PROJECT LEADER(S): Richard Bir, Claude Deyton
TYPE OF PROJECT: Research and On-Farm Trial
LOCATION: Henderson County (Mountain Horticultural Crops Research and Extension Center), and Yancey County, NC
Collection of galax in western North Carolina has a major economic impact in the region that is not likely to be sustained using current practices. Wild populations will eventually be depleted due to over-harvesting and/or protected and restricted from collectors. Therefore, the development of commercial production systems is needed to ensure a continued ability to supply this product. This study represents a first step in establishing effective propagation methods for galax. Research and introduction of sustainable production techniques will enable residents of western North Carolina to continue to benefit from the utilization of native forest products.
Galax (Galax urceolata) is a perennial plant native to the mountains of North Carolina and other areas of the eastern U.S. The foliage of this species is widely collected from the wild for use in the floral design industry. This crop has a major impact on the economy of rural western NC, but current and projected future market demand is estimated to exceed current sustainable supply. In addition, galax foliage harvest may be closed or severely limited on public land in the near future. Either situation could destroy this important regional agricultural enterprise.
The objective of this project is to acquire information that will foster commercial production of galax by mountain farmers. Our primary aim is to determine how to propagate galax in order to reduce wild-harvesting and protect existing native populations. Because this is a very slow growing crop, we implemented a dual approach in order to produce results in a timely manner: on farm trials were established under varying cultural conditions, and research trials were initiated at the MHCREC in Fletcher.
Fourteen on-farm trials were established in all sections of Yancey County, NC. Plants were transplanted from existing native stands to establish these plots.

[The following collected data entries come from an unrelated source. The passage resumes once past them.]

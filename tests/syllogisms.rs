use elective::{config::Config, context::Context, structures::scope::Scope};

mod moods {
    use super::*;

    #[test]
    fn barbara() {
        let mut the_context = Context::from_config(Config::default());
        let scope = Scope::try_from("xyz").unwrap();

        let all_y_are_x = the_context.equation("y = xy", &scope).unwrap();
        let all_z_are_y = the_context.equation("z = yz", &scope).unwrap();

        let premises = the_context.conjoin(all_y_are_x, all_z_are_y).unwrap();
        let conclusion = the_context.eliminate(premises, 'y').unwrap();

        // All Zs are Xs.
        assert_eq!(conclusion.to_string(), "(1-x)z = 0");
        assert_eq!(conclusion.scope().to_string(), "xz");

        assert_eq!(the_context.counters.normalizations, 2);
        assert_eq!(the_context.counters.conjunctions, 1);
        assert_eq!(the_context.counters.eliminations, 1);
    }

    #[test]
    fn celarent() {
        let mut the_context = Context::from_config(Config::default());
        let scope = Scope::try_from("xyz").unwrap();

        let no_y_is_x = the_context.equation("xy = 0", &scope).unwrap();
        let all_z_are_y = the_context.equation("z = yz", &scope).unwrap();

        let premises = the_context.conjoin(no_y_is_x, all_z_are_y).unwrap();
        let conclusion = the_context.eliminate(premises, 'y').unwrap();

        // No Z is X.
        assert_eq!(conclusion.to_string(), "xz = 0");
    }

    #[test]
    fn premises_without_a_conclusion() {
        let mut the_context = Context::from_config(Config::default());
        let scope = Scope::try_from("xyz").unwrap();

        let all_y_are_x = the_context.equation("y = xy", &scope).unwrap();
        let no_y_is_z = the_context.equation("yz = 0", &scope).unwrap();

        let premises = the_context.conjoin(all_y_are_x, no_y_is_z).unwrap();
        let conclusion = the_context.eliminate(premises, 'y').unwrap();

        assert!(conclusion.is_vacuous());
        assert_eq!(conclusion.to_string(), "0 = 0");
    }

    #[test]
    fn an_existential_premise_through_an_auxiliary_symbol() {
        let mut the_context = Context::from_config(Config::default());

        // v is the auxiliary symbol carrying the existential import.
        let scope = Scope::try_from("xyzv").unwrap();

        let some_y_is_x = the_context.equation("y = vx", &scope).unwrap();
        let no_y_is_z = the_context.equation("yz = 0", &scope).unwrap();
        let auxiliary_within_x = the_context.equation("v(1-x) = 0", &scope).unwrap();

        let premises = the_context.conjoin(some_y_is_x, no_y_is_z).unwrap();
        let premises = the_context.conjoin(premises, auxiliary_within_x).unwrap();

        let conclusion = the_context.eliminate(premises, 'y').unwrap();

        assert_eq!(
            conclusion.to_string(),
            "(1-x)(1-z)v + (1-x)zv + xzv = 0"
        );
    }
}
//! Obstacle and item spawning
//!
//! Every entity enters from the top edge, either falling straight down or
//! crossing the canvas diagonally from one side to the far bottom corner.

use glam::Vec2;
use rand::Rng;

use super::state::{Canvas, EntityKind, GameState, Rgb};
use crate::consts::*;
use crate::difficulty::DifficultyProfile;

/// Rejection-sampling budget for hazard colors
pub const MAX_COLOR_ATTEMPTS: u32 = 64;
/// Used when every sampled color was rejected
pub const FALLBACK_HAZARD_COLOR: Rgb = Rgb::new(255, 200, 100);

/// Hazard colors must be bright...
pub const MIN_COLOR_AVERAGE: f32 = 150.0;
/// ...and clearly not gray
pub const MIN_COLOR_SPREAD: u8 = 50;

/// Path an entity follows across the canvas
#[derive(Debug, Clone, Copy, PartialEq, Eq)]
pub enum Trajectory {
    /// Straight down from a random point on the top edge
    Vertical,
    /// From just outside one side edge toward the opposite bottom corner
    Diagonal { from_left: bool },
}

impl Trajectory {
    pub fn random<R: Rng + ?Sized>(rng: &mut R) -> Self {
        if rng.random_bool(0.5) {
            Trajectory::Vertical
        } else {
            Trajectory::Diagonal {
                from_left: rng.random_bool(0.5),
            }
        }
    }
}

/// True on ticks where an `every`-frame spawner fires
#[inline]
pub fn spawn_due(frame_count: u64, every: u64) -> bool {
    every > 0 && frame_count % every == 0
}

/// Entity speed: base plus a uniform random share of the variation
pub fn sample_speed<R: Rng + ?Sized>(profile: &DifficultyProfile, rng: &mut R) -> f32 {
    profile.base_speed + rng.random::<f32>() * profile.speed_variation
}

/// Starting position and velocity for an entity of `size`
pub fn launch<R: Rng + ?Sized>(
    canvas: &Canvas,
    size: Vec2,
    trajectory: Trajectory,
    speed: f32,
    rng: &mut R,
) -> (Vec2, Vec2) {
    match trajectory {
        Trajectory::Vertical => {
            let x = rng.random::<f32>() * (canvas.width - size.x).max(0.0);
            (Vec2::new(x, 0.0), Vec2::new(0.0, speed))
        }
        Trajectory::Diagonal { from_left } => {
            let (start_x, target_x) = if from_left {
                (-size.x, canvas.width + size.x)
            } else {
                (canvas.width, -size.x)
            };
            let start = Vec2::new(start_x, 0.0);
            let target = Vec2::new(target_x, canvas.height);
            (start, (target - start).normalize_or_zero() * speed)
        }
    }
}

/// Random bright, saturated hazard color
///
/// Channels are drawn from [100, 255] and redrawn until the average is at
/// least 150 and some pair of channels differs by at least 50.
pub fn random_hazard_color<R: Rng + ?Sized>(rng: &mut R) -> Rgb {
    for _ in 0..MAX_COLOR_ATTEMPTS {
        let color = Rgb::new(
            rng.random_range(100..=255),
            rng.random_range(100..=255),
            rng.random_range(100..=255),
        );
        if color.average() >= MIN_COLOR_AVERAGE && color.max_channel_diff() >= MIN_COLOR_SPREAD {
            return color;
        }
    }
    FALLBACK_HAZARD_COLOR
}

fn spawn<R: Rng + ?Sized>(
    state: &mut GameState,
    kind: EntityKind,
    size: Vec2,
    profile: &DifficultyProfile,
    rng: &mut R,
) -> u32 {
    let trajectory = Trajectory::random(rng);
    let speed = sample_speed(profile, rng);
    let (pos, vel) = launch(&state.canvas, size, trajectory, speed, rng);
    let id = state.insert(kind, pos, size, vel);
    log::trace!("Spawned {:?} #{} {:?} at {:?}", kind, id, trajectory, pos);
    id
}

/// Insert a new hazard
pub fn spawn_hazard<R: Rng + ?Sized>(
    state: &mut GameState,
    profile: &DifficultyProfile,
    rng: &mut R,
) -> u32 {
    let color = random_hazard_color(rng);
    spawn(
        state,
        EntityKind::Hazard { color },
        Vec2::new(HAZARD_WIDTH, HAZARD_HEIGHT),
        profile,
        rng,
    )
}

/// Insert a new pickup of a uniformly random kind
pub fn spawn_item<R: Rng + ?Sized>(
    state: &mut GameState,
    profile: &DifficultyProfile,
    rng: &mut R,
) -> u32 {
    let kind = EntityKind::PICKUPS[rng.random_range(0..EntityKind::PICKUPS.len())];
    spawn(state, kind, Vec2::splat(ITEM_SIZE), profile, rng)
}

#[cfg(test)]
mod tests {
    use super::*;
    use crate::difficulty::Difficulty;
    use proptest::prelude::*;
    use rand::SeedableRng;
    use rand_pcg::Pcg32;

    fn canvas() -> Canvas {
        Canvas::clamped(800.0, 600.0)
    }

    #[test]
    fn test_spawn_due_cadence() {
        assert!(spawn_due(22, 22));
        assert!(spawn_due(44, 22));
        assert!(!spawn_due(23, 22));
        assert!(!spawn_due(5, 0));
    }

    #[test]
    fn test_vertical_launch_starts_on_top_edge() {
        let mut rng = Pcg32::seed_from_u64(1);
        let size = Vec2::new(HAZARD_WIDTH, HAZARD_HEIGHT);
        for _ in 0..100 {
            let (pos, vel) = launch(&canvas(), size, Trajectory::Vertical, 200.0, &mut rng);
            assert_eq!(pos.y, 0.0);
            assert!(pos.x >= 0.0 && pos.x <= 800.0 - HAZARD_WIDTH);
            assert_eq!(vel, Vec2::new(0.0, 200.0));
        }
    }

    #[test]
    fn test_diagonal_launch_heads_for_opposite_corner() {
        let mut rng = Pcg32::seed_from_u64(2);
        let size = Vec2::splat(ITEM_SIZE);
        let (pos, vel) = launch(
            &canvas(),
            size,
            Trajectory::Diagonal { from_left: true },
            250.0,
            &mut rng,
        );
        assert_eq!(pos, Vec2::new(-ITEM_SIZE, 0.0));
        assert!(vel.x > 0.0 && vel.y > 0.0);

        let (pos, vel) = launch(
            &canvas(),
            size,
            Trajectory::Diagonal { from_left: false },
            250.0,
            &mut rng,
        );
        assert_eq!(pos, Vec2::new(800.0, 0.0));
        assert!(vel.x < 0.0 && vel.y > 0.0);
        // Direction matches (target - start)
        let dir = Vec2::new(-ITEM_SIZE - 800.0, 600.0).normalize();
        assert!((vel.normalize() - dir).length() < 1e-5);
    }

    #[test]
    fn test_speed_within_profile_range() {
        let mut rng = Pcg32::seed_from_u64(3);
        for difficulty in Difficulty::ALL {
            let profile = difficulty.profile();
            for _ in 0..200 {
                let speed = sample_speed(&profile, &mut rng);
                assert!(speed >= profile.base_speed);
                assert!(speed <= profile.base_speed + profile.speed_variation);
            }
        }
    }

    #[test]
    fn test_spawned_entities_start_in_bounds() {
        let mut rng = Pcg32::seed_from_u64(4);
        let mut state = GameState::new(canvas());
        let profile = Difficulty::Hard.profile();
        for _ in 0..50 {
            spawn_hazard(&mut state, &profile, &mut rng);
            spawn_item(&mut state, &profile, &mut rng);
        }
        assert_eq!(state.entities.len(), 100);
        assert_eq!(state.cull_offscreen(), 0);
        assert_eq!(state.entities.iter().filter(|e| e.kind.is_hazard()).count(), 50);
    }

    #[test]
    fn test_items_cover_every_pickup_kind() {
        let mut rng = Pcg32::seed_from_u64(5);
        let mut state = GameState::new(canvas());
        let profile = Difficulty::Normal.profile();
        for _ in 0..200 {
            spawn_item(&mut state, &profile, &mut rng);
        }
        for kind in EntityKind::PICKUPS {
            assert!(state.entities.iter().any(|e| e.kind == kind), "{kind:?} never spawned");
        }
        assert!(state.entities.iter().all(|e| !e.kind.is_hazard()));
        assert!(state.entities.iter().all(|e| e.size == Vec2::splat(ITEM_SIZE)));
    }

    proptest! {
        #[test]
        fn prop_diagonal_speed_matches_sample(
            width in 1.0f32..4000.0,
            height in 1.0f32..4000.0,
            speed in 1.0f32..1000.0,
            from_left in any::<bool>(),
            seed in any::<u64>(),
        ) {
            let mut rng = Pcg32::seed_from_u64(seed);
            let canvas = Canvas { width, height };
            let size = Vec2::new(HAZARD_WIDTH, HAZARD_HEIGHT);
            let (_, vel) = launch(&canvas, size, Trajectory::Diagonal { from_left }, speed, &mut rng);
            prop_assert!((vel.length() - speed).abs() <= speed * 1e-4);
        }

        #[test]
        fn prop_hazard_colors_are_bright_and_saturated(seed in any::<u64>()) {
            let mut rng = Pcg32::seed_from_u64(seed);
            let color = random_hazard_color(&mut rng);
            prop_assert!(color.average() >= MIN_COLOR_AVERAGE);
            prop_assert!(color.max_channel_diff() >= MIN_COLOR_SPREAD);
            prop_assert!(color.r >= 100 && color.g >= 100 && color.b >= 100);
        }
    }
}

Shade requirements and organic soil amendments were evaluated.
A literature review yielded little published research on galax propagation. However, conversations with propagators and nurseries provided some insight. Appropriate permits and permission were obtained to collected seeds from the wild. Germination was evaluated by varying light, temperature, and moisture. In addition, a by-product of the commercial galax collection and grooming industry is rhizome pieces. Tests were conducted to determine the impact of gibberellic acid and indole-3-butyric acid on bud and root development on sections of rhizome. Plant material was also provided to two tissue culture specialists who expressed interest in investigating this propagation method.
On farm tests: Plants transplanted into 3-inch deep, ten-year-old sawdust and crushed leaves thrived even in dry conditions. Plants grown in full sun or partial shade without shade cloth did not survive. Shade cloth sites without the organic matter in the form of old sawdust/crushed leaves did not thrive.
Seed germination: Viable seeds were wild collected in October, November and early December. Research results demonstrate that no scarification or stratification of seeds is necessary. Extended day length did not enhance germination. We were able to obtain germination at 65 F. night temperature/75 F. day temperature in 14 to 21 days by sowing seeds on sphagnum peat in a winter greenhouse and keeping seeds moist either under mist or in a plastic high humidity chamber (shaded plastic bag).
Rhizomes: No tested rate of IBA (1250, 2500, 5000 and 10000 ppm quick dip) or GA3 (500 or 1000 ppm 15 min soak) treatment resulted in a higher percentage of rhizomes rooting or breaking bud by the end of the 3-month test period. Our trials revealed that soaking the rhizome is an important factor: rhizome pieces needed to be soaked overnight in room temperature water before they were stuck into our propagation media or the percentage of rhizomes producing leaves and roots decreased dramatically.
GA3 treatments caused an earlier bud break at lowest concentrations but there was no significant difference in numbers of leaf buds to break by the end of 3 months. IBA did not increase the percentage rooting. However, by the end of the summer, 6 months or greater after inception of the experiment, those rhizome pieces treated with any concentration of IBA had filled 3 inch pots with roots and those that had not been treated with IBA had pots less than half full of roots.
Tissue Culture: Neither lab had any positive results to share.
This is a beginning. Seed propagation currently appears to be the most practical propagation method available. Galax is VERY slow growing but we now have enough plants so that we have initiated cultural studies.
Our research demonstrated that propagation by rhizome sections is possible, but does not appear to be a practical means for commercial production. Tissue culture holds great potential for rapid increase of large numbers of plants, but techniques have not yet been established.
Our on-farm tests demonstrated that we cannot circumvent or speed-up natural growing conditions yet. Galax must be grown in the shade, at least during the establishment phase. Galax roots establish best in organic growing media. When thriving wild sites were investigated, most galax roots were growing in leaf mold from the deciduous forest canopy rather than in mineral soils.
This research and associated work is scheduled to be reported at the International Plant Propagation Society 2003 Annual Meeting in Portland, ME.